GOAL OF THE EXERCISE: Reproduce, exactly and in full, only the lines below from the one containing "Debouncer<RecommendedWatcher, FileIdMap>, BackendError>" through the one containing "or collection subscription.".
== RAW DATA ==
// src/backend/watcher.rs
use super::{Backend, Capabilities, DebugLevel, RawNotification};
use crate::error::BackendError;
use crate::event::EventCode;
use crate::request::{BackendRequestId, CollectionSpec, RequestKind};
use globset::{Glob, GlobMatcher};
use notify::event::{EventKind, ModifyKind, RenameMode};
use notify::{RecommendedWatcher, RecursiveMode, Watcher as NotifyWatcherTrait};
use notify_debouncer_full::{new_debouncer, DebounceEventResult, Debouncer, FileIdMap};
use std::collections::{BTreeMap, HashMap, VecDeque};
use std::path::{Path, PathBuf};
use std::sync::mpsc::{Receiver, TryRecvError};
use std::sync::Arc;
use std::time::Duration;
use tokio::sync::Notify;
use tracing::{debug, info, trace, warn};

/// A subscription as the watcher sees it.
#[derive(Debug)]
struct Watch {
    kind: RequestKind,
    /// The path as the caller subscribed it. Event paths are reported under it.
    root: PathBuf,
    /// The resolved path `notify` reports events under.
    canonical: PathBuf,
    filter: Option<CollectionFilter>,
    suspended: bool,
}

#[derive(Debug)]
struct CollectionFilter {
    depth: u32,
    mask: GlobMatcher,
}

impl Watch {
    /// Maps a path reported by `notify` to the path this watch reports, if it covers it.
    fn resolve(&self, path: &Path) -> Option<PathBuf> {
        if path == self.canonical {
            return Some(self.root.clone());
        }
        match self.kind {
            RequestKind::File => None,
            RequestKind::Directory => {
                if path.parent() == Some(self.canonical.as_path()) {
                    path.file_name().map(|name| self.root.join(name))
                } else {
                    None
                }
            }
            RequestKind::Collection => {
                let relative = path.strip_prefix(&self.canonical).ok()?;
                let filter = self.filter.as_ref()?;
                let depth = relative.components().count().saturating_sub(1);
                if depth > filter.depth as usize {
                    return None;
                }
                let name = path.file_name()?;
                filter
                    .mask
                    .is_match(Path::new(name))
                    .then(|| self.root.join(relative))
            }
        }
    }

    fn mode(&self) -> RecursiveMode {
        match &self.filter {
            Some(filter) if filter.depth > 0 => RecursiveMode::Recursive,
            _ => RecursiveMode::NonRecursive,
        }
    }
}

/// Reference count of one OS-level watch shared by several subscriptions.
#[derive(Debug)]
struct SharedWatch {
    count: usize,
    recursive: bool,
}

/// What a debounced `notify` event means for the subscriptions covering it.
#[derive(Debug, Clone, Copy, PartialEq, Eq)]
enum Change {
    Code(EventCode),
    /// A rename with both ends known: `Moved` for watches seeing the source, `Created`
    /// for watches that only see the destination.
    Rename,
}

/// Maps a `notify` event kind to a change, or `None` for kinds that are not reported.
fn change_for(kind: &EventKind) -> Option<Change> {
    let code = match kind {
        EventKind::Create(_) => EventCode::Created,
        EventKind::Modify(ModifyKind::Name(RenameMode::To)) => EventCode::Created, // Renamed into place
        EventKind::Modify(ModifyKind::Name(RenameMode::From)) => EventCode::Deleted, // Renamed away
        EventKind::Modify(ModifyKind::Name(RenameMode::Both)) => return Some(Change::Rename),
        EventKind::Modify(ModifyKind::Name(_)) => EventCode::Moved,
        EventKind::Modify(_) => EventCode::Changed,
        EventKind::Remove(_) => EventCode::Deleted,
        EventKind::Access(_) | EventKind::Any | EventKind::Other => return None,
    };
    Some(Change::Code(code))
}

/// Filesystem backend built on `notify` and `notify-debouncer-full`.
///
/// The debouncer runs on its own thread and hands batches over a standard channel; the
/// backend only ever drains that channel with `try_recv`, so [`Backend::pending`] and
/// [`Backend::next_raw`] never block. Every batch also notifies the
/// [`readiness`](Backend::readiness) signal.
pub struct NotifyBackend {
    identity: String,
    debouncer: Option<Debouncer<RecommendedWatcher, FileIdMap>>,
    debouncer_rx: Receiver<DebounceEventResult>,
    watches: BTreeMap<u64, Watch>,
    shared: HashMap<PathBuf, SharedWatch>,
    ready: VecDeque<RawNotification>,
    last_id: u64,
    debug_level: DebugLevel,
    signal: Arc<Notify>,
}

impl std::fmt::Debug for NotifyBackend {
    fn fmt(&self, f: &mut std::fmt::Formatter<'_>) -> std::fmt::Result {
        f.debug_struct("NotifyBackend")
            .field("identity", &self.identity)
            .field("open", &self.debouncer.is_some())
            .field("watches", &self.watches)
            .field("ready", &self.ready.len())
            .finish()
    }
}

impl NotifyBackend {
    /// Starts the watcher and its debouncer.
    ///
    /// # Arguments
    ///
    /// * `identity` - Client label, used in logs only.
    /// * `debounce` - How long the debouncer coalesces events for one path.
    ///
    /// # Errors
    ///
    /// Returns an error if the platform watcher cannot be created.
    pub fn open(identity: &str, debounce: Duration) -> Result<Self, BackendError> {
        let (debouncer_tx, debouncer_rx) = std::sync::mpsc::channel();
        let signal = Arc::new(Notify::new());
        let debouncer_signal = Arc::clone(&signal);
        let debouncer = new_debouncer(debounce, None, move |result: DebounceEventResult| {
            if debouncer_tx.send(result).is_ok() {
                debouncer_signal.notify_one();
            }
        })?;
        info!(
            "Opened notify backend for '{}' (debounce {:?})",
            identity, debounce
        );
        Ok(Self {
            identity: identity.to_string(),
            debouncer: Some(debouncer),
            debouncer_rx,
            watches: BTreeMap::new(),
            shared: HashMap::new(),
            ready: VecDeque::new(),
            last_id: 0,
            debug_level: DebugLevel::Off,
            signal,
        })
    }

    fn debouncer(
        &mut self,
    ) -> Result<&mut Debouncer<RecommendedWatcher, FileIdMap>, BackendError> {
        self.debouncer.as_mut().ok_or(BackendError::Disconnected)
    }

    /// Adds an OS watch for `path`, or shares the existing one.
    fn acquire_watch(&mut self, path: &Path, mode: RecursiveMode) -> Result<(), BackendError> {
        let recursive = matches!(mode, RecursiveMode::Recursive);
        let needs_watch = match self.shared.get(path) {
            None => true,
            Some(shared) => recursive && !shared.recursive,
        };
        if needs_watch {
            let debouncer = self.debouncer()?;
            debouncer.watcher().watch(path, mode)?;
            debouncer.cache().add_root(path, mode);
            debug!("Watching {} ({:?})", path.display(), mode);
        }
        let shared = self.shared.entry(path.to_path_buf()).or_insert(SharedWatch {
            count: 0,
            recursive,
        });
        shared.count += 1;
        shared.recursive |= recursive;
        Ok(())
    }

    /// Drops one reference to the OS watch for `path`.
    ///
    /// The OS may already have removed the watch (the file was deleted), so unwatch
    /// failures are logged and not returned.
    fn release_watch(&mut self, path: &Path) {
        let Some(shared) = self.shared.get_mut(path) else {
            return;
        };
        shared.count -= 1;
        if shared.count > 0 {
            return;
        }
        self.shared.remove(path);
        if let Some(debouncer) = self.debouncer.as_mut() {
            if let Err(e) = debouncer.watcher().unwatch(path) {
                warn!("Failed to unwatch {}: {}", path.display(), e);
            }
            debouncer.cache().remove_root(path);
        }
    }

    /// Queues the existence scan of a directory or collection subscription.
    fn queue_scan(&mut self, id: BackendRequestId, watch: &Watch) -> Result<(), BackendError> {
        match (&watch.kind, &watch.filter) {
            (RequestKind::File, _) => return Ok(()),
            (RequestKind::Collection, Some(filter)) => {
                let walker = walkdir::WalkDir::new(&watch.canonical)
                    .min_depth(1)
                    .max_depth(filter.depth as usize + 1)
                    .sort_by_file_name();
                for entry in walker {
                    let entry = entry.map_err(|e| {
                        BackendError::Io(e.into_io_error().unwrap_or_else(|| {
                            std::io::Error::new(std::io::ErrorKind::Other, "filesystem loop")
                        }))
                    })?;
                    if let Some(path) = watch.resolve(entry.path()) {
                        self.ready
                            .push_back(RawNotification::new(EventCode::Exists, path, id));
                    }
                }
            }
            (_, _) => {
                let mut names = std::fs::read_dir(&watch.canonical)?
                    .map(|entry| entry.map(|e| e.file_name()))
                    .collect::<Result<Vec<_>, _>>()?;
                names.sort();
                for name in names {
                    self.ready.push_back(RawNotification::new(
                        EventCode::Exists,
                        watch.root.join(name),
                        id,
                    ));
                }
            }
        }
        self.ready.push_back(RawNotification::new(
            EventCode::EndExist,
            watch.root.clone(),
            id,
        ));
        Ok(())
    }

    /// Moves everything the debouncer has produced so far into the ready queue.
    fn drain_debouncer(&mut self) -> Result<(), BackendError> {
        loop {
            match self.debouncer_rx.try_recv() {
                Ok(Ok(events)) => {
                    for event in &events {
                        self.translate(event);
                    }
                }
                Ok(Err(errors)) => {
                    for error in errors {
                        warn!("Debouncer reported error: {:?}", error);
                    }
                }
                Err(TryRecvError::Empty) => return Ok(()),
                Err(TryRecvError::Disconnected) => return Err(BackendError::Disconnected),
            }
        }
    }

    fn translate(&mut self, event: &notify::Event) {
        let Some(change) = change_for(&event.kind) else {
            trace!("Ignoring event kind {:?} for {:?}", event.kind, event.paths);
            return;
        };
        let Some(first) = event.paths.first() else {
            debug!("Received event with no paths: {:?}", event);
            return;
        };
        let second = event.paths.get(1);

        for (id, watch) in &self.watches {
            if watch.suspended {
                continue;
            }
            let raw = match change {
                Change::Code(code) => watch.resolve(first).map(|path| (code, path)),
                Change::Rename => watch
                    .resolve(first)
                    .map(|path| (EventCode::Moved, path))
                    .or_else(|| {
                        second
                            .and_then(|to| watch.resolve(to))
                            .map(|path| (EventCode::Created, path))
                    }),
            };
            if let Some((code, path)) = raw {
                let raw = RawNotification::new(code, path, BackendRequestId(*id));
                if self.debug_level != DebugLevel::Off {
                    debug!("[{}] produced {:?}", self.identity, raw);
                }
                self.ready.push_back(raw);
            }
        }
    }

    fn watch_mut(&mut self, request: BackendRequestId) -> Result<&mut Watch, BackendError> {
        self.watches
            .get_mut(&request.0)
            .ok_or(BackendError::UnknownRequest(request.0))
    }
}

impl Backend for NotifyBackend {
    fn name(&self) -> &'static str {
        "notify"
    }

    fn capabilities(&self) -> Capabilities {
        Capabilities {
            suspend_resume: true,
            collections: true,
        }
    }

    fn subscribe(
        &mut self,
        kind: RequestKind,
        path: &Path,
        collection: Option<&CollectionSpec>,
    ) -> Result<BackendRequestId, BackendError> {
        self.debouncer()?;
        let canonical = std::fs::canonicalize(path)?;
        let filter = match kind {
            RequestKind::Collection => {
                let spec = collection.cloned().unwrap_or(CollectionSpec {
                    depth: 0,
                    mask: "*".to_string(),
                });
                let mask = Glob::new(&spec.mask)
                    .map_err(|e| BackendError::Refused(format!("invalid mask '{}': {e}", spec.mask)))?
                    .compile_matcher();
                Some(CollectionFilter {
                    depth: spec.depth,
                    mask,
                })
            }
            RequestKind::File | RequestKind::Directory => None,
        };
        let watch = Watch {
            kind,
            root: path.to_path_buf(),
            canonical,
            filter,
            suspended: false,
        };

        self.acquire_watch(&watch.canonical, watch.mode())?;
        self.last_id += 1;
        let id = BackendRequestId(self.last_id);
        if let Err(e) = self.queue_scan(id, &watch) {
            self.release_watch(&watch.canonical);
            return Err(e);
        }
        info!("Monitoring {} {} as request {}", kind, path.display(), id.0);
        self.watches.insert(id.0, watch);
        Ok(id)
    }

    fn suspend(&mut self, request: BackendRequestId) -> Result<(), BackendError> {
        self.watch_mut(request)?.suspended = true;
        Ok(())
    }

    fn resume(&mut self, request: BackendRequestId) -> Result<(), BackendError> {
        self.watch_mut(request)?.suspended = false;
        Ok(())
    }

    fn cancel(&mut self, request: BackendRequestId) -> Result<(), BackendError> {
        let watch = self
            .watches
            .remove(&request.0)
            .ok_or(BackendError::UnknownRequest(request.0))?;
        self.release_watch(&watch.canonical);
        debug!("Cancelled request {} on {}", request.0, watch.root.display());
        Ok(())
    }

    fn pending(&mut self) -> Result<bool, BackendError> {
        if !self.ready.is_empty() {
            return Ok(true);
        }
        self.debouncer()?;
        self.drain_debouncer()?;
        Ok(!self.ready.is_empty())
    }

    fn next_raw(&mut self) -> Result<Option<RawNotification>, BackendError> {
        if self.ready.is_empty() {
            self.pending()?;
        }
        let raw = self.ready.pop_front();
        if self.debug_level == DebugLevel::Verbose {
            trace!("[{}] delivering {:?}", self.identity, raw);
        }
        Ok(raw)
    }

    fn set_debug_level(&mut self, level: DebugLevel) {
        self.debug_level = level;
    }

    fn readiness(&self) -> Option<Arc<Notify>> {
        Some(Arc::clone(&self.signal))
    }

    fn close(&mut self) -> Result<(), BackendError> {
        if let Some(debouncer) = self.debouncer.take() {
            // Dropping the debouncer stops its thread and removes every OS watch.
            drop(debouncer);
            self.watches.clear();
            self.shared.clear();
            self.ready.clear();
            info!("Closed notify backend for '{}'", self.identity);
        }
        Ok(())
    }
}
===
EXERCISE SOLUTION:
    ) -> Result<&mut Debouncer<RecommendedWatcher, FileIdMap>, BackendError> {
        self.debouncer.as_mut().ok_or(BackendError::Disconnected)
    }

    /// Adds an OS watch for `path`, or shares the existing one.
    fn acquire_watch(&mut self, path: &Path, mode: RecursiveMode) -> Result<(), BackendError> {
        let recursive = matches!(mode, RecursiveMode::Recursive);
        let needs_watch = match self.shared.get(path) {
            None => true,
            Some(shared) => recursive && !shared.recursive,
        };
        if needs_watch {
            let debouncer = self.debouncer()?;
            debouncer.watcher().watch(path, mode)?;
            debouncer.cache().add_root(path, mode);
            debug!("Watching {} ({:?})", path.display(), mode);
        }
        let shared = self.shared.entry(path.to_path_buf()).or_insert(SharedWatch {
            count: 0,
            recursive,
        });
        shared.count += 1;
        shared.recursive |= recursive;
        Ok(())
    }

    /// Drops one reference to the OS watch for `path`.
    ///
    /// The OS may already have removed the watch (the file was deleted), so unwatch
    /// failures are logged and not returned.
    fn release_watch(&mut self, path: &Path) {
        let Some(shared) = self.shared.get_mut(path) else {
            return;
        };
        shared.count -= 1;
        if shared.count > 0 {
            return;
        }
        self.shared.remove(path);
        if let Some(debouncer) = self.debouncer.as_mut() {
            if let Err(e) = debouncer.watcher().unwatch(path) {
                warn!("Failed to unwatch {}: {}", path.display(), e);
            }
            debouncer.cache().remove_root(path);
        }
    }

    /// Queues the existence scan of a directory or collection subscription.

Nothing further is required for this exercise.